Former prime minister and bitter Musharraf foe Bhutto says security is the main issue scaring off foreigners. "The Musharraf regime has failed to curb militants and militias. There are growing attacks on police, on worshipers in mosques, on people in churches and hospitals. The growth of the religious right and daily reports of violence are also frightening investors. Unless Musharraf can tackle the perception of terrorism, Pakistan isn't going to see investments grow." Western diplomats privately agree, noting that Karachi, Pakistan's principal seaport, is generally viewed as one of the world's most dangerous cities.

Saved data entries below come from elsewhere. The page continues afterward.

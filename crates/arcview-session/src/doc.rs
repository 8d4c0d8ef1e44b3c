//! Defensive document readers
//!
//! Attribute lookups over the JSON state document. Every reader takes a
//! hard-coded default: a missing or malformed attribute logs a warning and
//! returns the default, it never fails. This is what makes the whole load
//! path tolerant of partial documents.

use serde_json::Value;

/// A named child section of the document, if present.
pub fn section<'a>(root: &'a Value, name: &str) -> Option<&'a Value> {
    root.get(name).filter(|v| v.is_object())
}

/// Read a boolean attribute, defaulting on absence or bad syntax.
pub fn bool_attr(e: &Value, attribute: &str, default: bool) -> bool {
    match e.get(attribute) {
        Some(Value::Bool(b)) => *b,
        Some(other) => {
            log::warn!(
                "bad boolean syntax for attribute \"{attribute}\" ({other}); setting value to {default}"
            );
            default
        }
        None => {
            log::warn!("\"{attribute}\" attribute missing; setting value to {default}");
            default
        }
    }
}

/// Read a float attribute, defaulting on absence, bad syntax or NaN.
pub fn f32_attr(e: &Value, attribute: &str, default: f32) -> f32 {
    match e.get(attribute) {
        Some(value) => match value.as_f64() {
            Some(v) if !v.is_nan() => v as f32,
            Some(_) => {
                log::warn!("attribute \"{attribute}\" is not a number; setting value to {default}");
                default
            }
            None => {
                log::warn!(
                    "bad float syntax for attribute \"{attribute}\" ({value}); setting value to {default}"
                );
                default
            }
        },
        None => {
            log::warn!("\"{attribute}\" attribute missing; setting value to {default}");
            default
        }
    }
}

/// Read an integer attribute, defaulting on absence or bad syntax.
pub fn i64_attr(e: &Value, attribute: &str, default: i64) -> i64 {
    match e.get(attribute) {
        Some(value) => match value.as_i64() {
            Some(v) => v,
            None => {
                log::warn!(
                    "bad integer syntax for attribute \"{attribute}\" ({value}); setting value to {default}"
                );
                default
            }
        },
        None => {
            log::warn!("\"{attribute}\" attribute missing; setting value to {default}");
            default
        }
    }
}

/// Read a string attribute, defaulting on absence or bad syntax.
pub fn str_attr(e: &Value, attribute: &str, default: &str) -> String {
    match e.get(attribute) {
        Some(Value::String(s)) => s.clone(),
        Some(other) => {
            log::warn!(
                "bad string syntax for attribute \"{attribute}\" ({other}); setting value to \"{default}\""
            );
            default.to_string()
        }
        None => {
            log::warn!("\"{attribute}\" attribute missing; setting value to \"{default}\"");
            default.to_string()
        }
    }
}

/// Read a color element (`{"red": r, "green": g, "blue": b}`), defaulting
/// each channel independently.
pub fn color_attr(e: &Value, attribute: &str, default: [u8; 3]) -> [u8; 3] {
    match section(e, attribute) {
        Some(color) => [
            i64_attr(color, "red", default[0] as i64).clamp(0, 255) as u8,
            i64_attr(color, "green", default[1] as i64).clamp(0, 255) as u8,
            i64_attr(color, "blue", default[2] as i64).clamp(0, 255) as u8,
        ],
        None => {
            log::warn!("\"{attribute}\" color element missing; keeping default");
            default
        }
    }
}

/// Read a vector element (`{"x": .., "y": .., "z": ..}`), defaulting each
/// component independently.
pub fn vec3_attr(e: &Value, attribute: &str, default: [f32; 3]) -> [f32; 3] {
    match section(e, attribute) {
        Some(v) => [
            f32_attr(v, "x", default[0]),
            f32_attr(v, "y", default[1]),
            f32_attr(v, "z", default[2]),
        ],
        None => {
            log::warn!("\"{attribute}\" vector element missing; keeping default");
            default
        }
    }
}

/// Read a quaternion element (`{"q0": w, "q1": x, "q2": y, "q3": z}`),
/// defaulting each component independently.
pub fn quat_attr(e: &Value, attribute: &str, default: [f32; 4]) -> [f32; 4] {
    match section(e, attribute) {
        Some(q) => [
            f32_attr(q, "q0", default[0]),
            f32_attr(q, "q1", default[1]),
            f32_attr(q, "q2", default[2]),
            f32_attr(q, "q3", default[3]),
        ],
        None => {
            log::warn!("\"{attribute}\" quaternion element missing; keeping default");
            default
        }
    }
}

#[cfg(test)]
mod tests {
    use super::*;
    use serde_json::json;

    #[test]
    fn test_bool_attr() {
        let e = json!({"flag": true, "bad": "yes"});
        assert!(bool_attr(&e, "flag", false));
        assert!(!bool_attr(&e, "bad", false));
        assert!(bool_attr(&e, "missing", true));
    }

    #[test]
    fn test_f32_attr() {
        let e = json!({"value": 2.5, "bad": "oops"});
        assert_eq!(f32_attr(&e, "value", 0.0), 2.5);
        assert_eq!(f32_attr(&e, "bad", 1.25), 1.25);
        assert_eq!(f32_attr(&e, "missing", -3.0), -3.0);
    }

    #[test]
    fn test_i64_attr() {
        let e = json!({"value": 42, "frac": 1.5});
        assert_eq!(i64_attr(&e, "value", 0), 42);
        assert_eq!(i64_attr(&e, "frac", 7), 7);
        assert_eq!(i64_attr(&e, "missing", -1), -1);
    }

    #[test]
    fn test_color_attr() {
        let e = json!({"fg": {"red": 10, "green": 20, "blue": 30}});
        assert_eq!(color_attr(&e, "fg", [0, 0, 0]), [10, 20, 30]);
        assert_eq!(color_attr(&e, "missing", [1, 2, 3]), [1, 2, 3]);

        let partial = json!({"fg": {"red": 300}});
        assert_eq!(color_attr(&partial, "fg", [1, 2, 3]), [255, 2, 3]);
    }

    #[test]
    fn test_vec3_and_quat_attr() {
        let e = json!({
            "position": {"x": 1.0, "y": 2.0, "z": 3.0},
            "orientation": {"q0": 1.0, "q1": 0.0, "q2": 0.0, "q3": 0.0},
        });
        assert_eq!(vec3_attr(&e, "position", [0.0; 3]), [1.0, 2.0, 3.0]);
        assert_eq!(
            quat_attr(&e, "orientation", [1.0, 0.0, 0.0, 0.0]),
            [1.0, 0.0, 0.0, 0.0]
        );
        assert_eq!(vec3_attr(&e, "missing", [9.0, 8.0, 7.0]), [9.0, 8.0, 7.0]);
    }
}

A sustained period of political stability would no doubt coax more investors off the sidelines. With the backing of the mostly moderate Islamic military, and unprecedented political power, Musharraf is Pakistan's unrivaled leader. That -- not religious issues -- provokes the divisiveness that has helped grind the legislative process to a halt. Since the October elections, the National Assembly has passed only the budget. And even then microphones had to be muted while Aziz read a summary to overcome heckling from opposition politicians.

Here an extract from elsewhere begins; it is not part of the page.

//! Public API for the CoreMark-PRO plugin.

mod engine;
mod step;

pub use engine::{CoreMarkPro, CoreMarkProBuilder, StepResponse};
pub use step::{all_steps, StepId};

Although its political system may struggle to adapt to this new form of guided democracy under Musharraf, Pakistan's economy continues to grow and the Karachi exchange rose another 32 percent in July and August. Says one local investor: "What Pakistan needs now is just to stay the course for a few more years until the economic drivers are in place for sustainable growth that cuts poverty and creates employment."

Staying the course, however, has never been Pakistan's strong point. If Musharraf is to succeed where so many of his predecessors have failed, he needs to push the country's near-term growth rate a little higher -- and foster a viable, functioning political system.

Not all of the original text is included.